Back in May Sir Geoffrey, former Wellington city and regional councillor Sue Driver, Treaty of Waitangi expert Sir Wira Gardiner and NZ Transport Agency director Bryan Jackson were assigned the task of recommending a possible new structure for local government in the Wellington region, which includes Wairarapa.
Greater Wellington Regional Council and Porirua City Council were the prime movers behind the establishment of this "review panel" but their findings are sure to attract keen debate from a much wider audience than that.
Nobody could ever accuse Sir Geoffrey and his three cohorts of not taking their job seriously. They have held meetings all over Wellington, Hutt Valley, Kapiti and Wairarapa regions where they have provided an opportunity for community leaders to express their views on the shape any kind of reform should take.
In Wairarapa the main interest will centre on how the panel see this area fitting into the scheme of things.
They have been made well aware of moves being made to amalgamate the Masterton, Carterton and South Wairarapa councils, but whether they will go as far to suggest whether that should happen and, if so, what it should look like remains to be seen.
It must be emphasised, however, that it won't be Sir Geoffrey and company who will make the final decisions on what, if anything, occurs here.
Any recommendations they may make will be just that, recommendations, because in the end it is the ratepayers who will play the biggest part in what direction we will head.

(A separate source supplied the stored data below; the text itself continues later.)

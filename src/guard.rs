// Expansion permission check
//
// The controller asks the guard before every expansion. The default guard is a
// sliding-window rate limiter that stops runaway rapid-fire expansions.

use parking_lot::Mutex;
use std::collections::VecDeque;
use std::time::{Duration, Instant};

/// Default sliding window for the rate limiter
pub const DEFAULT_RATE_WINDOW: Duration = Duration::from_secs(2);

/// Default number of expansions allowed per window
pub const DEFAULT_MAX_EXPANSIONS_PER_WINDOW: usize = 20;

/// Decides whether an expansion may proceed right now
pub trait ExpansionGuard: Send + Sync {
    fn should_allow_expansion(&self) -> bool;
}

impl<F> ExpansionGuard for F
where
    F: Fn() -> bool + Send + Sync,
{
    fn should_allow_expansion(&self) -> bool {
        self()
    }
}

/// Guard that never vetoes
#[derive(Debug, Default, Clone, Copy)]
pub struct AllowAll;

impl ExpansionGuard for AllowAll {
    fn should_allow_expansion(&self) -> bool {
        true
    }
}

/// Allows at most `max` expansions within any `window`
#[derive(Debug)]
pub struct RateLimiter {
    window: Duration,
    max: usize,
    recent: Mutex<VecDeque<Instant>>,
}

impl RateLimiter {
    pub fn new(window: Duration, max: usize) -> Self {
        Self {
            window,
            max,
            recent: Mutex::new(VecDeque::with_capacity(max)),
        }
    }

    /// Record an attempt at `now`, returning whether it is allowed
    pub fn allow_at(&self, now: Instant) -> bool {
        let mut recent = self.recent.lock();

        while let Some(&oldest) = recent.front() {
            if now.saturating_duration_since(oldest) >= self.window {
                recent.pop_front();
            } else {
                break;
            }
        }

        if recent.len() >= self.max {
            crate::warn!(
                "Expansion rate limit reached ({} in {:?}), skipping",
                self.max,
                self.window
            );
            return false;
        }

        recent.push_back(now);
        true
    }
}

impl Default for RateLimiter {
    fn default() -> Self {
        Self::new(DEFAULT_RATE_WINDOW, DEFAULT_MAX_EXPANSIONS_PER_WINDOW)
    }
}

impl ExpansionGuard for RateLimiter {
    fn should_allow_expansion(&self) -> bool {
        self.allow_at(Instant::now())
    }
}
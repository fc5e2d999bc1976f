// Exclude entire file from coverage - binary entry point cannot be unit tested
#![cfg_attr(coverage_nightly, feature(coverage_attribute))]
#![cfg_attr(coverage_nightly, coverage(off))]

fn main() {
    if let Err(e) = text_expander_lib::run() {
        eprintln!("text-expander: {}", e);
        std::process::exit(1);
    }
}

And that is exactly why the Palmer report needs to be carefully digested, not only by those who happen to be sitting around various council tables but by the general populace as well, a situation which could be helped immensely by the staging of forums/workshops at which it could be the centre of attention.
After all an informed public is always likely to make better decisions, isn't it?
Gary Caffell is a Masterton district councillor.